■ What the task requires
Each entry should appear in the answer exactly as written.
Top of Supplied entries
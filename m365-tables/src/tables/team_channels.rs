//! The `m365_team_channel` table

use anyhow::Context as _;
use async_trait::async_trait;
use std::sync::Arc;

use crate::api::error::GraphError;
use crate::api::manager::ConnectionContext;
use crate::api::query::QueryBuilder;
use crate::models::teamwork::Channel;
use crate::models::{json_bool, json_str, json_string, json_timestamp};
use crate::plugin::{
    Column, ColumnType, KeyColumn, QueryContext, TableDescriptor, TableHandler, TableSchema,
};
use crate::tables::{stream_collection, suppress_ignorable};

const TABLE: &str = "m365_team_channel";
const IGNORE: &[&str] = &["NotFound", "Request_ResourceNotFound"];

pub struct TeamChannelTable {
    descriptor: TableDescriptor,
    schema: TableSchema<Channel>,
}

impl TeamChannelTable {
    pub fn handler() -> Arc<dyn TableHandler> {
        Arc::new(Self::new())
    }

    pub fn new() -> Self {
        let schema = Self::schema();
        let descriptor = TableDescriptor {
            name: TABLE,
            description: "Channels of a team. Requires a team_id qual.",
            columns: schema.defs(),
            list_key_columns: vec![KeyColumn::required("team_id")],
            get_key_columns: vec![KeyColumn::required("team_id"), KeyColumn::required("id")],
            ignore_codes: IGNORE,
        };
        Self { descriptor, schema }
    }

    fn schema() -> TableSchema<Channel> {
        TableSchema::new(vec![
            Column::new("id", ColumnType::String, "Unique identifier for the channel.", |c: &Channel| {
                json_str(&c.id)
            }),
            Column::new("display_name", ColumnType::String, "Channel name.", |c: &Channel| {
                json_string(&c.display_name)
            }),
            Column::new("description", ColumnType::String, "Channel description.", |c: &Channel| {
                json_string(&c.description)
            }),
            Column::new("email", ColumnType::String, "Email address for posting into the channel.", |c: &Channel| {
                json_string(&c.email)
            }),
            Column::new("membership_type", ColumnType::String, "standard, private or shared.", |c: &Channel| {
                json_string(&c.membership_type)
            }),
            Column::new("web_url", ColumnType::String, "Deep link to the channel.", |c: &Channel| {
                json_string(&c.web_url)
            }),
            Column::new("is_favorite_by_default", ColumnType::Bool, "Whether the channel is auto-favorited for members.", |c: &Channel| {
                json_bool(&c.is_favorite_by_default)
            }),
            Column::new("created_date_time", ColumnType::Timestamp, "Creation stamp.", |c: &Channel| {
                json_timestamp(&c.created_date_time)
            }),
            Column::new("team_id", ColumnType::String, "Team the channel belongs to.", |_| None),
        ])
    }
}

#[async_trait]
impl TableHandler for TeamChannelTable {
    fn descriptor(&self) -> &TableDescriptor {
        &self.descriptor
    }

    async fn list(&self, conn: &ConnectionContext, ctx: &QueryContext) -> anyhow::Result<()> {
        let result = async {
            let team_id = ctx
                .qual_string("team_id")
                .map(str::to_string)
                .ok_or_else(|| {
                    GraphError::UnsupportedQual(format!(
                        "{} requires an equality qual on team_id",
                        TABLE
                    ))
                })?;
            let client = conn.client().await.context("Failed to create Graph client")?;
            let path = QueryBuilder::new(format!("teams/{}/channels", team_id)).build();
            stream_collection(
                &client,
                &path,
                &self.schema,
                ctx,
                &[("team_id", Some(team_id.clone()))],
            )
            .await
            .with_context(|| format!("Failed to list channels for team {}", team_id))
        }
        .await;
        suppress_ignorable(result, TABLE, IGNORE)
    }

    async fn get(&self, conn: &ConnectionContext, ctx: &QueryContext) -> anyhow::Result<()> {
        let (Some(team_id), Some(id)) = (ctx.qual_string("team_id"), ctx.qual_string("id"))
        else {
            anyhow::bail!("get on {} requires team_id and id quals", TABLE);
        };
        let result = async {
            let client = conn.client().await.context("Failed to create Graph client")?;
            let channel: Channel = client
                .get(&format!("teams/{}/channels/{}", team_id, id))
                .await
                .with_context(|| format!("Failed to get channel {} in team {}", id, team_id))?;
            let mut row = self.schema.row(&channel);
            row.insert("team_id".into(), team_id.into());
            ctx.emit(row);
            Ok(())
        }
        .await;
        suppress_ignorable(result, TABLE, IGNORE)
    }
}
Bottom of Supplied entries
■ Answer space
filename m365-tables/src/tables/team_channels.rs
//! The `m365_team_channel` table

use anyhow::Context as _;
use async_trait::async_trait;
use std::sync::Arc;

use crate::api::error::GraphError;
use crate::api::manager::ConnectionContext;
use crate::api::query::QueryBuilder;
use crate::models::teamwork::Channel;
use crate::models::{json_bool, json_str, json_string, json_timestamp};
use crate::plugin::{
    Column, ColumnType, KeyColumn, QueryContext, TableDescriptor, TableHandler, TableSchema,
};
use crate::tables::{stream_collection, suppress_ignorable};

const TABLE: &str = "m365_team_channel";
const IGNORE: &[&str] = &["NotFound", "Request_ResourceNotFound"];

pub struct TeamChannelTable {
    descriptor: TableDescriptor,
    schema: TableSchema<Channel>,
}

impl TeamChannelTable {
    pub fn handler() -> Arc<dyn TableHandler> {
        Arc::new(Self::new())
    }

    pub fn new() -> Self {
        let schema = Self::schema();
        let descriptor = TableDescriptor {
            name: TABLE,
            description: "Channels of a team. Requires a team_id qual.",
            columns: schema.defs(),
            list_key_columns: vec![KeyColumn::required("team_id")],
            get_key_columns: vec![KeyColumn::required("team_id"), KeyColumn::required("id")],
            ignore_codes: IGNORE,
        };
        Self { descriptor, schema }
    }

    fn schema() -> TableSchema<Channel> {
        TableSchema::new(vec![
            Column::new("id", ColumnType::String, "Unique identifier for the channel.", |c: &Channel| {
                json_str(&c.id)
            }),
            Column::new("display_name", ColumnType::String, "Channel name.", |c: &Channel| {
                json_string(&c.display_name)
            }),
            Column::new("description", ColumnType::String, "Channel description.", |c: &Channel| {
                json_string(&c.description)
            }),
            Column::new("email", ColumnType::String, "Email address for posting into the channel.", |c: &Channel| {
                json_string(&c.email)
            }),
            Column::new("membership_type", ColumnType::String, "standard, private or shared.", |c: &Channel| {
                json_string(&c.membership_type)
            }),
            Column::new("web_url", ColumnType::String, "Deep link to the channel.", |c: &Channel| {
                json_string(&c.web_url)
            }),
            Column::new("is_favorite_by_default", ColumnType::Bool, "Whether the channel is auto-favorited for members.", |c: &Channel| {
                json_bool(&c.is_favorite_by_default)
            }),
            Column::new("created_date_time", ColumnType::Timestamp, "Creation stamp.", |c: &Channel| {
                json_timestamp(&c.created_date_time)
            }),
            Column::new("team_id", ColumnType::String, "Team the channel belongs to.", |_| None),
        ])
    }
}

#[async_trait]
impl TableHandler for TeamChannelTable {
    fn descriptor(&self) -> &TableDescriptor {
        &self.descriptor
    }

    async fn list(&self, conn: &ConnectionContext, ctx: &QueryContext) -> anyhow::Result<()> {
        let result = async {
            let team_id = ctx
                .qual_string("team_id")
                .map(str::to_string)
                .ok_or_else(|| {
                    GraphError::UnsupportedQual(format!(
                        "{} requires an equality qual on team_id",
                        TABLE
                    ))
                })?;
            let client = conn.client().await.context("Failed to create Graph client")?;
            let path = QueryBuilder::new(format!("teams/{}/channels", team_id)).build();
            stream_collection(
                &client,
                &path,
                &self.schema,
                ctx,
                &[("team_id", Some(team_id.clone()))],
            )
            .await
            .with_context(|| format!("Failed to list channels for team {}", team_id))
        }
        .await;
        suppress_ignorable(result, TABLE, IGNORE)
    }

    async fn get(&self, conn: &ConnectionContext, ctx: &QueryContext) -> anyhow::Result<()> {
        let (Some(team_id), Some(id)) = (ctx.qual_string("team_id"), ctx.qual_string("id"))
        else {
            anyhow::bail!("get on {} requires team_id and id quals", TABLE);
        };
        let result = async {
            let client = conn.client().await.context("Failed to create Graph client")?;
            let channel: Channel = client
                .get(&format!("teams/{}/channels/{}", team_id, id))
                .await
                .with_context(|| format!("Failed to get channel {} in team {}", id, team_id))?;
            let mut row = self.schema.row(&channel);
            row.insert("team_id".into(), team_id.into());
            ctx.emit(row);
            Ok(())
        }
        .await;
        suppress_ignorable(result, TABLE, IGNORE)
    }
}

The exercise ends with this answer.